Graphs exist everywhere. Be it financial transactions, social connections, academic performance, molecular interactions, or advertising marketing statistics – just about everything tangible can be expressed in graphical form. And these graphs can be used to delineate relationships and interdependencies between different objects.
But not everybody loves graphs!
Pie charts, Columns, Bubbles, Scatter graphs, and Venn diagrams – these continue to be the bane of many businesses. And this is exceedingly perplexing since these are simple, straightforward 2D representations – Euclidean data, in technical terms.
However, there are some other smoldering questions related to data?
What about non-Euclidean data? Data with complex relationships and interdependencies mapped between different objects (nodes)? Data exceeding far beyond the constraints of 3D representation? Can this data also be represented in graphical form? This is something that perplexes not only humans (including mathematics researchers) but even advanced computing systems.
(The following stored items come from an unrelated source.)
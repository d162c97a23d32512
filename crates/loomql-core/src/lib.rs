//! Core data structures for the LoomQL typed query compiler.
//!
//! Three layers:
//! - **Input boundary** (`expr`): the already-parsed, walkable typed
//!   query-expression tree the host build pipeline hands to the compiler.
//! - **Selection AST** (`ast`): the lowered tree the compiler pipeline
//!   operates on, in two stages (with fragment placeholders, and expanded).
//! - **Common types** (`span`, `wire`): spans, module identities, and
//!   wire-protocol types shared by every stage.

pub mod ast;
pub mod expr;
pub mod span;
pub mod wire;

pub use ast::{
    ArgValue, Argument, Construction, FieldSelect, FragmentRef, ResultBinding, Selection,
    SelectionNode,
};
pub use expr::{
    ArgExpr, CallSite, CompilationUnit, FieldExpr, FragmentDecl, FragmentParam, InputId, LitValue,
    ModuleInput, OperationKind, SelectExpr,
};
pub use span::{Location, ModuleId, Span};
pub use wire::WireType;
Graphical Analysis and Shortcomings of Existing ML/DL Models
At the simplest level, a graph has two fundamental components – a set of two objects (nodes) and the relationship mapped between them (graph edge). The scenario is manifolds complicated when multiple subjects are introduced in the picture, each affecting the other, introducing interdependencies and weaving a massively convoluted spiderweb of relationships.
For example, the relationship between different members (objects) of a family can be easily depicted in graphical form, including mapping how the actions and emotions of one member affects the others’ actions and emotions. But when the actions, emotions and interdependencies of extended family, distant cousins, friends and colleagues are also introduced in the matrix along with their own families and so on, the lattice formed begins to become indecipherable.
The humongous data sets that emerge from such graphical representations are immensely complex, so much so that even advanced ML algorithms begin to dither and fail at the prospect of making sense of this data. This is primarily because of two reasons –
- Machine Learning/ Deep Learning models (ML/DL) are trained to identify patterns and detect/ predict anomalies. This has multifarious applications in the fields of personalized product recommendation, cybersecurity and unauthorized access prevention, satellite mapping, etc. These models fail where no discernible patterns exist.
- Furthermore, ML/DL models can map one-to-one relationships which renders them excellent for image recognition and classification, traffic prediction, etc. But they are generally not suitably well-trained to map one-to-many and many-to-one relationships, especially where millions of objects might be concerned.
Introduction to Graph Neural Networks (GNNs)
GNNs are a special class of Artificial Neural Networks (ANNs). To ameliorate the shortcomings of conventional ML/DL models to coherently decipher monumental graph structures, GNNs have emerged as an indispensable tool for processing seemingly arbitrary data that can be represented as graphs. They have been deployed for unsupervised, semi-supervised, self-supervised and reinforcement learning (RL), and have found applications across the spectrum in the following fields –
- Node Classification – Semi-supervised ML model which is trained to determine the labels of unlabeled individual nodes by inspecting the labels of their neighbors, e.g., detecting fraudulent financial transactions by examining extensive transaction history.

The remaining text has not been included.